Это решение Гитлера удерживать Сталинград во что бы то ни стало преследовало одновременно и стратегическую цель – обеспечить отход на Ростов северокавказской группировки немцев, находившейся под угрозой охвата с флангов.

Одиннадцатого декабря, еще раз обсуждая положение в районе Сталинграда, Гитлер приказал Манштейну нанести деблокирующий удар.

На рассвете 12 декабря, создав трехкратный перевес на узком участке вдоль железной дороги Тихорецк – Котельниково – Сталинград, командующий ударной группой деблокирования генерал-полковник Гот двумя танковыми дивизиями при массированной поддержке авиации нанес удар в стык двух армий Сталинградского фронта. Танки устремились в прорыв, к 15 декабря вышли на берег реки Аксай и, форсировав ее, за три дня беспрерывных атак продвинулись на сорок пять километров в направлении к Сталинграду. Нашей разведкой были перехвачены незашифрованные радиограммы Гота в штаб Паулюса: «Держитесь. Освобождение близко. Мы придем!» Положение на юго-западе крайне осложнилось. Ослабленные прежними оборонительными и наступательными боями, наши войска отходили, истекая кровью, с жестоким упорством цепляясь за каждую высоту. На главном направлении были введены все резервы, однако это не смогло существенно изменить сложившегося положения: армейская группа генерал-полковника Гота, усиленная подошедшей 17-й танковой дивизией, продолжала быстро продвигаться к Сталинграду, к окруженной 6-й армии Паулюса, от часа к часу ожидавшей сигнала на прорыв из кольца навстречу танковым дивизиям, деблокирующим ее.

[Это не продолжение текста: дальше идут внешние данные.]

//! Shared scripted collaborators for unit tests.

use std::collections::HashMap;
use std::path::{Path, PathBuf};
use std::sync::Mutex;

use async_trait::async_trait;
use fieldvoice_core::chemical::ChemicalMatch;
use fieldvoice_core::context::Entity;
use fieldvoice_core::error::{CollaboratorError, ProviderError, SearchError};
use fieldvoice_core::message::Message;
use fieldvoice_core::provider::{
    EmbeddingRequest, EmbeddingResponse, Provider, ProviderRequest, ProviderResponse, Usage,
};
use fieldvoice_core::search::{KnnQuery, ProductIndex, SearchHit};
use fieldvoice_core::vision::{Catalog, Detection, VisionService};
use fieldvoice_core::weather::WeatherService;
use fieldvoice_core::media::{ImageStore, SpeechSynthesizer};
use fieldvoice_core::Translator;

/// A mock provider that returns a sequence of scripted completions.
///
/// Each call to `complete` returns the next response in the queue.
/// Panics if more calls are made than responses provided. `embed`
/// returns a fixed vector per input and records what it was asked to embed.
pub struct SequentialMockProvider {
    responses: Mutex<Vec<Result<ProviderResponse, ProviderError>>>,
    call_count: Mutex<usize>,
    prompts: Mutex<Vec<String>>,
    embedded: Mutex<Vec<String>>,
    embed_error: Option<ProviderError>,
}

impl SequentialMockProvider {
    pub fn new(responses: Vec<Result<ProviderResponse, ProviderError>>) -> Self {
        Self {
            responses: Mutex::new(responses),
            call_count: Mutex::new(0),
            prompts: Mutex::new(Vec::new()),
            embedded: Mutex::new(Vec::new()),
            embed_error: None,
        }
    }

    pub fn texts(texts: &[&str]) -> Self {
        Self::new(texts.iter().map(|t| Ok(make_text_response(t))).collect())
    }

    /// The first completion fails with `error`.
    pub fn failing(error: ProviderError) -> Self {
        Self::new(vec![Err(error)])
    }

    /// Every embedding call fails with `error`.
    pub fn with_embed_error(mut self, error: ProviderError) -> Self {
        self.embed_error = Some(error);
        self
    }

    pub fn call_count(&self) -> usize {
        *self.call_count.lock().unwrap()
    }

    /// Prompt text of every completion request, in call order.
    pub fn prompts(&self) -> Vec<String> {
        self.prompts.lock().unwrap().clone()
    }

    /// Every text passed to `embed`, in call order.
    pub fn embedded(&self) -> Vec<String> {
        self.embedded.lock().unwrap().clone()
    }
}

#[async_trait]
impl Provider for SequentialMockProvider {
    fn name(&self) -> &str {
        "sequential_mock"
    }

    async fn complete(&self, request: ProviderRequest) -> Result<ProviderResponse, ProviderError> {
        let mut count = self.call_count.lock().unwrap();
        let responses = self.responses.lock().unwrap();

        if *count >= responses.len() {
            panic!(
                "SequentialMockProvider: no more responses (call #{}, have {})",
                *count,
                responses.len()
            );
        }

        let prompt = request
            .messages
            .last()
            .map(|m| m.content.clone())
            .unwrap_or_default();
        self.prompts.lock().unwrap().push(prompt);

        let response = responses[*count].clone();
        *count += 1;
        response
    }

    async fn embed(&self, request: EmbeddingRequest) -> Result<EmbeddingResponse, ProviderError> {
        if let Some(error) = &self.embed_error {
            return Err(error.clone());
        }
        self.embedded.lock().unwrap().extend(request.inputs.iter().cloned());
        Ok(EmbeddingResponse {
            embeddings: request.inputs.iter().map(|_| vec![0.1, 0.2, 0.3]).collect(),
            model: request.model,
            usage: None,
        })
    }
}

/// Create a simple text response.
pub fn make_text_response(text: &str) -> ProviderResponse {
    ProviderResponse {
        message: Message::assistant(text),
        usage: Some(Usage {
            prompt_tokens: 10,
            completion_tokens: 5,
            total_tokens: 15,
        }),
        model: "mock-model".into(),
    }
}

/// Detects a fixed language and "translates" by tagging the text.
pub struct ScriptedTranslator {
    language: String,
    error: Option<ProviderError>,
    translations: Mutex<Vec<(String, String, String)>>,
}

impl ScriptedTranslator {
    pub fn new(language: &str) -> Self {
        Self {
            language: language.into(),
            error: None,
            translations: Mutex::new(Vec::new()),
        }
    }

    pub fn failing(error: ProviderError) -> Self {
        Self {
            language: String::new(),
            error: Some(error),
            translations: Mutex::new(Vec::new()),
        }
    }

    /// `(text, from, to)` of every translate call.
    pub fn translations(&self) -> Vec<(String, String, String)> {
        self.translations.lock().unwrap().clone()
    }
}

#[async_trait]
impl Translator for ScriptedTranslator {
    async fn detect_language(&self, _text: &str, _user_id: &str) -> Result<String, ProviderError> {
        match &self.error {
            Some(e) => Err(e.clone()),
            None => Ok(self.language.clone()),
        }
    }

    async fn translate(
        &self,
        text: &str,
        from: &str,
        to: &str,
        _user_id: &str,
    ) -> Result<String, ProviderError> {
        if let Some(e) = &self.error {
            return Err(e.clone());
        }
        self.translations
            .lock()
            .unwrap()
            .push((text.into(), from.into(), to.into()));
        Ok(format!("[{from}->{to}] {text}"))
    }
}

/// A product index that returns the same ranked hits for every query.
pub struct FixedHitIndex {
    hits: Vec<SearchHit>,
    fail: bool,
    queries: Mutex<Vec<KnnQuery>>,
}

impl FixedHitIndex {
    pub fn new(hits: Vec<SearchHit>) -> Self {
        Self {
            hits,
            fail: false,
            queries: Mutex::new(Vec::new()),
        }
    }

    pub fn failing() -> Self {
        Self {
            hits: Vec::new(),
            fail: true,
            queries: Mutex::new(Vec::new()),
        }
    }

    pub fn queries(&self) -> Vec<KnnQuery> {
        self.queries.lock().unwrap().clone()
    }

    pub fn search_count(&self) -> usize {
        self.queries.lock().unwrap().len()
    }
}

#[async_trait]
impl ProductIndex for FixedHitIndex {
    fn name(&self) -> &str {
        "fixed"
    }

    async fn knn_search(&self, query: KnnQuery) -> Result<Vec<SearchHit>, SearchError> {
        let k = query.k;
        self.queries.lock().unwrap().push(query);
        if self.fail {
            return Err(SearchError::Request("index offline".into()));
        }
        Ok(self.hits.iter().take(k).cloned().collect())
    }
}

pub fn hit(id: &str, name: &str, score: f64) -> SearchHit {
    SearchHit {
        id: id.into(),
        score,
        name: Some(name.into()),
        description: Some(format!("{name} product label")),
    }
}

/// Weather service returning a fixed payload.
pub struct FixedWeather {
    payload: serde_json::Value,
    calls: Mutex<Vec<(f64, f64)>>,
}

impl FixedWeather {
    pub fn new(payload: serde_json::Value) -> Self {
        Self {
            payload,
            calls: Mutex::new(Vec::new()),
        }
    }

    pub fn calls(&self) -> Vec<(f64, f64)> {
        self.calls.lock().unwrap().clone()
    }
}

#[async_trait]
impl WeatherService for FixedWeather {
    async fn forecast(&self, latitude: f64, longitude: f64) -> Result<serde_json::Value, CollaboratorError> {
        self.calls.lock().unwrap().push((latitude, longitude));
        Ok(self.payload.clone())
    }
}

/// Vision model returning a fixed detection.
pub struct FixedVision {
    detection: Detection,
    paths: Mutex<Vec<PathBuf>>,
}

impl FixedVision {
    pub fn new(crop_id: Option<&str>, disease_id: Option<&str>, reasoning: &str) -> Self {
        Self {
            detection: Detection {
                crop_id: crop_id.map(String::from),
                disease_id: disease_id.map(String::from),
                reasoning: Some(reasoning.into()),
            },
            paths: Mutex::new(Vec::new()),
        }
    }

    pub fn paths(&self) -> Vec<PathBuf> {
        self.paths.lock().unwrap().clone()
    }
}

#[async_trait]
impl VisionService for FixedVision {
    async fn detect_image_disease(
        &self,
        image_path: &Path,
        _crops: &[Entity],
        _pests: &[Entity],
    ) -> Result<Detection, CollaboratorError> {
        self.paths.lock().unwrap().push(image_path.to_path_buf());
        Ok(self.detection.clone())
    }
}

/// An in-memory catalog.
#[derive(Default)]
pub struct StaticCatalog {
    pub crops: Vec<Entity>,
    pub pests: Vec<Entity>,
    pub chemicals: HashMap<(String, String), Vec<ChemicalMatch>>,
}

impl StaticCatalog {
    pub fn tomato_blight() -> Self {
        let mut chemicals = HashMap::new();
        chemicals.insert(
            ("c1".to_string(), "d1".to_string()),
            vec![
                ChemicalMatch::new("p9", "BlightStop", 1.0),
                ChemicalMatch::new("p8", "Copper Guard", 1.0),
            ],
        );
        Self {
            crops: vec![Entity::with_id("c1", "tomato"), Entity::with_id("c2", "maize")],
            pests: vec![Entity::with_id("d1", "early blight")],
            chemicals,
        }
    }
}

#[async_trait]
impl Catalog for StaticCatalog {
    async fn crops(&self) -> Result<Vec<Entity>, CollaboratorError> {
        Ok(self.crops.clone())
    }

    async fn pests(&self) -> Result<Vec<Entity>, CollaboratorError> {
        Ok(self.pests.clone())
    }

    async fn chemicals_for(&self, crop_id: &str, pest_id: &str) -> Result<Vec<ChemicalMatch>, CollaboratorError> {
        Ok(self
            .chemicals
            .get(&(crop_id.to_string(), pest_id.to_string()))
            .cloned()
            .unwrap_or_default())
    }
}

/// Image store backed by a map of artifact id → path.
#[derive(Default)]
pub struct MapImageStore {
    paths: HashMap<String, PathBuf>,
    links: Mutex<Vec<(Vec<String>, String)>>,
}

impl MapImageStore {
    pub fn with(mut self, artifact_id: &str, path: &str) -> Self {
        self.paths.insert(artifact_id.into(), PathBuf::from(path));
        self
    }

    pub fn links(&self) -> Vec<(Vec<String>, String)> {
        self.links.lock().unwrap().clone()
    }
}

#[async_trait]
impl ImageStore for MapImageStore {
    async fn resolve_local_path(&self, artifact_id: &str) -> Result<Option<PathBuf>, CollaboratorError> {
        Ok(self.paths.get(artifact_id).cloned())
    }

    async fn link_to_message(&self, artifact_ids: &[String], message_id: &str) -> Result<(), CollaboratorError> {
        self.links
            .lock()
            .unwrap()
            .push((artifact_ids.to_vec(), message_id.to_string()));
        Ok(())
    }
}

/// Speech synthesizer that records what it spoke.
#[derive(Default)]
pub struct RecordingSpeech {
    spoken: Mutex<Vec<String>>,
}

impl RecordingSpeech {
    pub fn spoken(&self) -> Vec<String> {
        self.spoken.lock().unwrap().clone()
    }
}

#[async_trait]
impl SpeechSynthesizer for RecordingSpeech {
    async fn generate_audio(&self, text: &str) -> Result<String, CollaboratorError> {
        let mut spoken = self.spoken.lock().unwrap();
        spoken.push(text.to_string());
        Ok(format!("/tmp/audio-{}.mp3", spoken.len()))
    }
}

В тот момент, когда свежесформированная армия Бессонова начала выгружаться северо-западнее Сталинграда, уже поступили подробные сообщения о начавшемся немецком контрнаступлении на Котельниковском направлении, о кровопролитных боях на рубеже реки Аксай. Вместе с начальником штаба армии генерал-майором Яценко Бессонова срочно вызвали на Военный совет фронта, где в то время находился и представитель Ставки. После подробных докладов командующего фронтом и командующих армиями с бесспорной очевидностью стало ясно, что войска Сталинградского фронта, по которому наносился главный удар, не имели достаточных сил противостоять натиску Манштейна, располагавшему на участке прорыва большим численным перевесом.

Слушая эти доклады, Бессонов молчал и думал о том, что вводить сейчас его армию в полосе Донского фронта с задачей добивать стиснутую в кольце группировку Паулюса было бы нерассчитанным действием, рискованным шагом в момент нависшей угрозы на юге. И когда представитель Ставки обратился к нему с предложением взять его хорошо оснащенную армию с Донского фронта и перегруппировать на юго-запад против ударной группы Манштейна, где решалась судьба операции, он, мысленно готовый к этому, помедлив, ответил, что другого решения пока не видит.

Но, ответив так, Бессонов тотчас же попросил усилить свою армию, еще не обстрелянную, не побывавшую в боях, танковым или механизированным корпусом. Генерал-майор Яценко опасливо посмотрел на него, и Бессонов про себя отметил, что начальник штаба (его он пока мало знал) весьма встревожен по-новому скорректированной задачей армии, которую так легко и, казалось, почти безоговорочно взял на себя только что прибывший командующий.

Представитель Ставки заявил, что немедленно будет звонить Сталину, что надеется получить согласие на предложение Военного совета взять армию Бессонова у Донского фронта и перебросить ее на чрезвычайное Котельниковское направление с целью остановить и разгромить Манштейна на пути к Сталинграду.